The following content was provided by meteorologist Gail Martell of MartellCropProjections.com:
Midwest Weather Turning Somewhat Cooler, Wetter
Weekend weather in the Midwest turned sharply cooler in the the Great Lakes where the maximum temperatures Saturday fell into the 40s-50s F. A few areas reported frost overnight. Canadian air sank deep into the Eastern Midwest as a large ridge of high pressure moved west across the Mississippi Valley. The Great Plains experienced a hot windy weekend with maximum temperatures in the mid 80s F. The 5-day temperature forecast Monday-Friday remains warmer than normal in the U.S. heartland, though the Great Lakes region would experience near-normal temperatures in early April.
Heavy rainfall is predicted over much of the Midwest and Great Plains in a busy weather pattern this week with several short-wave disturbances. Corn growers would welcome a soaking rain, as March was incredibly warm, increasing evaporation from the soil surface and detracting from scattered showers.
Rainfall over the past 2 weeks affected portions of Missouri, Iowa and Minnesota, but missed Nebraska, Illinois, Indiana and Ohio. Very heavy rain developed in Kansas, Oklahoma and Texas, boosting hard red winter wheat development.
Canada Prairie Drought Fears Following a Dry Winter
Precipitation improved in March in Alberta and Manitoba, but large swaths of Saskatchewan have remained dry. This is Canada's top wheat province growing 55% of the national harvest. Soil temperatures have warmed up from a persistent warm ridge of high pressure in March. An early planting campaign is anticipated with unusually warm field conditions. Early seeding is considered beneficial in the northern latitudes, where the growing season is relatively short. However, the deep soil layer is dry requiring generous rainfall to improve soil moisture.
March rainfall increased in Alberta and Manitoba, but most of Saskatchewan missed out. Since August 1, a 4.8 inch moisture deficit has built up in North Battleford, western Saskatchewan, a key wheat growing area. Very dry field conditions would be difficult to overcome. Most of the province is exceptionally dry.

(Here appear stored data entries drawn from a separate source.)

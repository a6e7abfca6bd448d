//! IPC message protocol definitions
//!
//! All messages are JSON-encoded, prefixed with a 4-byte little-endian length.

use serde::{Deserialize, Serialize};
use tokio::io::{AsyncRead, AsyncReadExt, AsyncWrite, AsyncWriteExt};

use crate::events::HotkeyEvent;
use crate::keys::{key_code, KeyCode, KeyParseError};

/// Largest frame body accepted from a client
pub const MAX_FRAME_LEN: usize = 1024 * 1024;

/// A key given by code or by table name
#[derive(Debug, Clone, PartialEq, Eq, Serialize, Deserialize)]
#[serde(untagged)]
pub enum KeyRef {
    Code(KeyCode),
    Name(String),
}

impl KeyRef {
    pub fn resolve(&self) -> Result<KeyCode, KeyParseError> {
        match self {
            KeyRef::Code(code) => Ok(*code),
            KeyRef::Name(name) => {
                key_code(name).ok_or_else(|| KeyParseError::UnknownKey(name.clone()))
            }
        }
    }
}

/// Resolve a list of key references to codes
pub fn resolve_keys(keys: &[KeyRef]) -> Result<Vec<KeyCode>, KeyParseError> {
    keys.iter().map(KeyRef::resolve).collect()
}

/// Requests from clients to the daemon
#[derive(Debug, Clone, Serialize, Deserialize)]
#[serde(tag = "type", rename_all = "snake_case")]
pub enum Request {
    /// Ping to check connectivity
    Ping,

    /// Request current daemon status
    GetStatus,

    /// Register a chord hotkey that publishes a `triggered` event
    Register { keys: Vec<KeyRef> },

    /// Remove chord hotkeys with the same key set
    Unregister { keys: Vec<KeyRef> },

    /// Register a wheel hotkey that publishes `scrolled` events
    RegisterScroll { keys: Vec<KeyRef> },

    /// Remove wheel hotkeys with the same key set
    UnregisterScroll { keys: Vec<KeyRef> },

    /// Remove all chord hotkeys, and wheel hotkeys if asked
    UnregisterAll {
        #[serde(default)]
        include_scroll: bool,
    },

    /// Subscribe to hotkey notifications
    Subscribe,
}

/// Responses from daemon to client
#[derive(Debug, Clone, PartialEq, Eq, Serialize, Deserialize)]
#[serde(tag = "type", rename_all = "snake_case")]
pub enum Response {
    /// Pong response to ping
    Pong,

    /// Current daemon status
    Status(DaemonStatus),

    /// Request applied
    Ok,

    /// Subscription confirmed
    Subscribed,

    /// Error response
    Error { code: String, message: String },
}

impl Response {
    pub fn error(code: &str, message: impl Into<String>) -> Self {
        Response::Error {
            code: code.to_string(),
            message: message.into(),
        }
    }
}

/// Push notification from daemon to subscribed clients
#[derive(Debug, Clone, PartialEq, Eq, Serialize, Deserialize)]
#[serde(tag = "type", rename_all = "snake_case")]
pub enum Notification {
    /// A hotkey fired
    Hotkey { event: HotkeyEvent },
}

/// Frame sent from daemon to client
#[derive(Debug, Clone, PartialEq, Eq, Serialize, Deserialize)]
#[serde(untagged)]
pub enum Outgoing {
    Response(Response),
    Notification(Notification),
}

/// Full daemon status snapshot
#[derive(Debug, Clone, PartialEq, Eq, Serialize, Deserialize)]
pub struct DaemonStatus {
    /// Daemon version
    pub version: String,

    /// Whether the engine is attached to the input hook
    pub running: bool,

    /// Registered chord hotkeys
    pub hotkeys: usize,

    /// Registered wheel hotkeys
    pub scroll_hotkeys: usize,

    /// Currently held key codes
    pub pressed: Vec<KeyCode>,

    /// Uptime in seconds
    pub uptime_secs: u64,
}

impl Default for DaemonStatus {
    fn default() -> Self {
        Self {
            version: env!("CARGO_PKG_VERSION").to_string(),
            running: false,
            hotkeys: 0,
            scroll_hotkeys: 0,
            pressed: Vec::new(),
            uptime_secs: 0,
        }
    }
}

/// Read one length-prefixed frame. `Ok(None)` on clean end of stream.
pub async fn read_frame<R>(reader: &mut R) -> std::io::Result<Option<Vec<u8>>>
where
    R: AsyncRead + Unpin,
{
    let mut len_buf = [0u8; 4];
    match reader.read_exact(&mut len_buf).await {
        Ok(_) => {}
        Err(e) if e.kind() == std::io::ErrorKind::UnexpectedEof => return Ok(None),
        Err(e) => return Err(e),
    }

    let len = u32::from_le_bytes(len_buf) as usize;
    if len > MAX_FRAME_LEN {
        return Err(std::io::Error::new(
            std::io::ErrorKind::InvalidData,
            format!("frame of {} bytes exceeds limit", len),
        ));
    }

    let mut body = vec![0u8; len];
    reader.read_exact(&mut body).await?;
    Ok(Some(body))
}

/// Write one length-prefixed JSON frame
pub async fn write_frame<W, T>(writer: &mut W, msg: &T) -> anyhow::Result<()>
where
    W: AsyncWrite + Unpin,
    T: Serialize,
{
    let body = serde_json::to_vec(msg)?;
    let len = (body.len() as u32).to_le_bytes();

    writer.write_all(&len).await?;
    writer.write_all(&body).await?;
    writer.flush().await?;

    Ok(())
}
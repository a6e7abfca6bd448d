//! IPC module for cross-process hotkey registration and notifications

mod protocol;
mod server;

pub use protocol::{
    read_frame, resolve_keys, write_frame, DaemonStatus, KeyRef, Notification, Outgoing, Request,
    Response, MAX_FRAME_LEN,
};
pub use server::Server;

Abnormally warm weather in March was similar to 2001. Like this year, a large warm ridge of high pressure was to blame. Western Canada continued dry in 2011 from the spring to mid summer, causing severe moisture stress in crops. Spring wheat production fell 20% and canola was down 36%, compared to the previous 3-year average. There is no telling if high pressure would prevail this year. The jet stream presently is in state of flux. The forecast this week continues very warm in Manitoba, from a persistent ridge of high pressure, but the Alberta is cool and rather wet.
Hopes For Record Brazil Corn Harvest Misplaced, Conditions Too Dry
Soil conditions are too dry for winter corn development in Brazil, pointing to a worse corn harvest than USDA's current prediction for a record 62 million metric tons.
Winter corn makes up 37% of Brazil national corn. The outlook for a record harvest in 2012 is based heavily on higher plantings of winter corn that would offset, to a large degree, a poor summer harvest in South Brazil from drought.
The problem is that planting conditions have been exceptionally dry for winter corn in eastern Brazil. The February-March rainfall in Parana, the top producer, was only 40-50% of normal, this on the heels of severe summer drought. Indeed, a 8-10 inch soil moisture has built up in Parana over the past 90 days. Overcoming drought would be very difficult, indeed.
Besides Parana, dry corn planting conditions have plagued Sao Paulo and Minas Gerais Eastern Brazil. It is worth noting that, last year, planting conditions were very wet in Eastern Brazil in February-March helping corn development off to a good start.
Mato Grosso is the one state where winter corn prospects look favorable due to generous planting rains. Growers there were said to have increased corn plantings by 8% this season.